DATA TO USE START

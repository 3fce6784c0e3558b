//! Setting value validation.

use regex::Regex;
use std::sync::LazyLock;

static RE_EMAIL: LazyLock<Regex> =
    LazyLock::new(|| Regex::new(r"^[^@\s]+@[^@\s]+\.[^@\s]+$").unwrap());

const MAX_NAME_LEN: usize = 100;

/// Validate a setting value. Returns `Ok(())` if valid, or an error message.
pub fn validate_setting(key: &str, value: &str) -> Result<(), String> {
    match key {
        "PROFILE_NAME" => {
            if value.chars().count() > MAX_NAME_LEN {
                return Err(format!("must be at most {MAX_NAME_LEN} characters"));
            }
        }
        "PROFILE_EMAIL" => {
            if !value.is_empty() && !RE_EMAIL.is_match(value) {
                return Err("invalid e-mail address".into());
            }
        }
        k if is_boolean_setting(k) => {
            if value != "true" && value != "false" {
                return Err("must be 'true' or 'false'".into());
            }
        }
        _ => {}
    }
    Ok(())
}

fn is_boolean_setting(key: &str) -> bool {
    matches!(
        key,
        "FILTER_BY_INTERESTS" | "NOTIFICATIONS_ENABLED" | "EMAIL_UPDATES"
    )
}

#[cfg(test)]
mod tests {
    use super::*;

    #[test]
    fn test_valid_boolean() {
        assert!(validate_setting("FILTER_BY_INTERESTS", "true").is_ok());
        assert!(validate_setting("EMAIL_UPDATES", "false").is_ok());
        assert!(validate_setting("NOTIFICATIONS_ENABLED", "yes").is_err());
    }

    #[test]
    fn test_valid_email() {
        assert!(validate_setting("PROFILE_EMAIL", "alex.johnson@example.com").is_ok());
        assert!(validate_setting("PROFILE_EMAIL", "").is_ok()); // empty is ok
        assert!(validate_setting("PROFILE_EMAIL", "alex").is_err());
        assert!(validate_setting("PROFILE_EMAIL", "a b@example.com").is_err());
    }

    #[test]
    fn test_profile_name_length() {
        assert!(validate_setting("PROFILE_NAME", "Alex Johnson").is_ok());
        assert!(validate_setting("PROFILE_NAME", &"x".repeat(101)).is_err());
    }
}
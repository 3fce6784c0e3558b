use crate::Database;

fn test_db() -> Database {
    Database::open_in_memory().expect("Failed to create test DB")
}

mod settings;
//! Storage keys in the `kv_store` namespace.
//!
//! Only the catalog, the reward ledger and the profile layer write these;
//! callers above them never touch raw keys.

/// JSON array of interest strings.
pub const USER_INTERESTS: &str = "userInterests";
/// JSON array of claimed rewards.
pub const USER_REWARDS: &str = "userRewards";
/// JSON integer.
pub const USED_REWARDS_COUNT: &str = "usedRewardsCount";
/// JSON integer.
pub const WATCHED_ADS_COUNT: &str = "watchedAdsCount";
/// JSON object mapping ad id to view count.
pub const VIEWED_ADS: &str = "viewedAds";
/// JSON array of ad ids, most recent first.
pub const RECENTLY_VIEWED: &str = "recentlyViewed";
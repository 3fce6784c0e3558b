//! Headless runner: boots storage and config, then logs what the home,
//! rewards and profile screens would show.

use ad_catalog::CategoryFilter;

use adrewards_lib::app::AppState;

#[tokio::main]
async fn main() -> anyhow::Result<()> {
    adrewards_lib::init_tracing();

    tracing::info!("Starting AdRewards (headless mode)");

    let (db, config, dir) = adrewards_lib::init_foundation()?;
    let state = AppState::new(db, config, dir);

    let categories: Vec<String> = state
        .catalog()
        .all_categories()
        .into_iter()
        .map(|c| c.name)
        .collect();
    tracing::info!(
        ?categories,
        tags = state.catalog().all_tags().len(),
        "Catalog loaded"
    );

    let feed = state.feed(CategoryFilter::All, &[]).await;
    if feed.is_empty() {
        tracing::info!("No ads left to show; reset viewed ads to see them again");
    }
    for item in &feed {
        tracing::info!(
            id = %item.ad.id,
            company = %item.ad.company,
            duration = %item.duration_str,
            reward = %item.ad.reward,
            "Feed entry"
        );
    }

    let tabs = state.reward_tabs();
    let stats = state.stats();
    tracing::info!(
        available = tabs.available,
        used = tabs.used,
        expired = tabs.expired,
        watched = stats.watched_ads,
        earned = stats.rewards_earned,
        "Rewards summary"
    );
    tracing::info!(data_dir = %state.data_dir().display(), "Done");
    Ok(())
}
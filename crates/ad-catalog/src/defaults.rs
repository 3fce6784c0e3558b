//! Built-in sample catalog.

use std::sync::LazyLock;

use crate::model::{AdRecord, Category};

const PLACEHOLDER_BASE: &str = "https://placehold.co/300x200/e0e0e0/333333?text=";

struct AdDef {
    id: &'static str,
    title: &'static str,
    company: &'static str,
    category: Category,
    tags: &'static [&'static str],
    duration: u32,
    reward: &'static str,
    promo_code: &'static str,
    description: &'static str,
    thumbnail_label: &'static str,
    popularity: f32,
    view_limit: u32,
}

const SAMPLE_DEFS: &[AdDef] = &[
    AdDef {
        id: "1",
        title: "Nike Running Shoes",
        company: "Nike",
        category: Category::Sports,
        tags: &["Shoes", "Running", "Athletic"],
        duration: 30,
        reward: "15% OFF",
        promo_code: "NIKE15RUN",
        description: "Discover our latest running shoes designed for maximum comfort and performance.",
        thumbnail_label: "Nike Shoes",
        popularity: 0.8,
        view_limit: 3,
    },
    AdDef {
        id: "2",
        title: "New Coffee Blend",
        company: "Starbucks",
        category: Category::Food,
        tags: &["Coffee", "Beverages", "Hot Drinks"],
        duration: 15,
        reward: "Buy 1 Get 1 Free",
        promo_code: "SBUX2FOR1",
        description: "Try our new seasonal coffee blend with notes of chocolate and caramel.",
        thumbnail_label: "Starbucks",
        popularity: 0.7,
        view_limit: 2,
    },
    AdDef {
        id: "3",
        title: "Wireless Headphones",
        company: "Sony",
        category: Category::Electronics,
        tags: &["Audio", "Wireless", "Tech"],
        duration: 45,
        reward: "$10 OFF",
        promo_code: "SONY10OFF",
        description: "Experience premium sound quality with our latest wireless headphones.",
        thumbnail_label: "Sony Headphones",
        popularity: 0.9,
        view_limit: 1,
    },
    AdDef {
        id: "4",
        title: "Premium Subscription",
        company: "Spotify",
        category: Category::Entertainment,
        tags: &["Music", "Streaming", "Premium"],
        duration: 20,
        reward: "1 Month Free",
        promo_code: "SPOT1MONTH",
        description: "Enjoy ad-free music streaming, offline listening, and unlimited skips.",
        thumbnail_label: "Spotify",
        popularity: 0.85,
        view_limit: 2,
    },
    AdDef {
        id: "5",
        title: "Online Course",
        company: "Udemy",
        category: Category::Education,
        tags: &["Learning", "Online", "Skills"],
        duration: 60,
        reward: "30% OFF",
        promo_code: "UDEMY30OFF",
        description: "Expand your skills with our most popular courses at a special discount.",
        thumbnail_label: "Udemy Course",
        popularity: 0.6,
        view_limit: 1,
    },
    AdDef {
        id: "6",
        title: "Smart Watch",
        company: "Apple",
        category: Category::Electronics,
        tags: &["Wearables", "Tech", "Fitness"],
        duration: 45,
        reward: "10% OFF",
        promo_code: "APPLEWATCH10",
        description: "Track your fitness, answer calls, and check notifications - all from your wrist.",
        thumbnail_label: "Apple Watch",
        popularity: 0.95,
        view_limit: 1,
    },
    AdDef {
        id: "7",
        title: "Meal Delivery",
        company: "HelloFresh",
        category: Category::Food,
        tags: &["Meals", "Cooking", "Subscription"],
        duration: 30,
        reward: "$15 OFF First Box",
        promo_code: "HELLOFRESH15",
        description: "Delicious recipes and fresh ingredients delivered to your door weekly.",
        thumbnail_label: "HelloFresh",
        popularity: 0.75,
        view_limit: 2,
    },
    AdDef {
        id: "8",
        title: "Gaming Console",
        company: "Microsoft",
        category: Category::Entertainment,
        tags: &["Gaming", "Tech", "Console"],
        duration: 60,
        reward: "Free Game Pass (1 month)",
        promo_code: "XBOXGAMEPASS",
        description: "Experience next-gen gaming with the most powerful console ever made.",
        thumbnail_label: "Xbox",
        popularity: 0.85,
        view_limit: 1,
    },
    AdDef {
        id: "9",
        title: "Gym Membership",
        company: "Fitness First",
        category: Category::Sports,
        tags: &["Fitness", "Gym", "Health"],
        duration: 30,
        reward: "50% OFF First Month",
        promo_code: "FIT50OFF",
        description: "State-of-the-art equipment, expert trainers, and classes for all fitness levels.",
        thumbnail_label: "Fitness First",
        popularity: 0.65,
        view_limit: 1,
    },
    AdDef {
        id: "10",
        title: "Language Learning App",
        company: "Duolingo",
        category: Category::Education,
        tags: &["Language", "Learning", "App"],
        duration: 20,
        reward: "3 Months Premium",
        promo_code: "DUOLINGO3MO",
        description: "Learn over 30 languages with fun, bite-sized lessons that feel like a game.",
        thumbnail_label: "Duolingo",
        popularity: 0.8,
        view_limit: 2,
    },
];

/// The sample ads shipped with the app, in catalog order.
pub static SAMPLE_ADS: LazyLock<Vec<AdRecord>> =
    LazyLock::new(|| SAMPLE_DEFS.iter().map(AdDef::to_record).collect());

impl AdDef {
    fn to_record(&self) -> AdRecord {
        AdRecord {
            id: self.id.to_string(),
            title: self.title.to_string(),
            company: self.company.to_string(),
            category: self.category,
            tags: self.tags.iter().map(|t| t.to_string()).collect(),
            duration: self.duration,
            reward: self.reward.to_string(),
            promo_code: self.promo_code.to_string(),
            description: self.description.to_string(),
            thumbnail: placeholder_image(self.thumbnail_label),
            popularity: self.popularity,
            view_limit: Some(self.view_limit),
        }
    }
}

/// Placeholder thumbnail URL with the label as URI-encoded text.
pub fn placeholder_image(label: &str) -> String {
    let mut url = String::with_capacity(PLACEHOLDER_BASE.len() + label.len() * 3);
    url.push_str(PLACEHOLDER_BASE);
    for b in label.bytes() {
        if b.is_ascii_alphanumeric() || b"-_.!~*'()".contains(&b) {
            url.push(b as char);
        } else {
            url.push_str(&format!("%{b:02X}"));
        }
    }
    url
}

DATA TO USE END

* **YOUR OBJECTIVE**: In the answer, the lines from the first line of the data above through the line containing "an error message." must appear exactly as written, with nothing else.

* **ANSWER TO THIS EXERCISE**:
repository 3fce6784c0e3558b
//! Setting value validation.

use regex::Regex;
use std::sync::LazyLock;

static RE_EMAIL: LazyLock<Regex> =
    LazyLock::new(|| Regex::new(r"^[^@\s]+@[^@\s]+\.[^@\s]+$").unwrap());

const MAX_NAME_LEN: usize = 100;

/// Validate a setting value. Returns `Ok(())` if valid, or an error message.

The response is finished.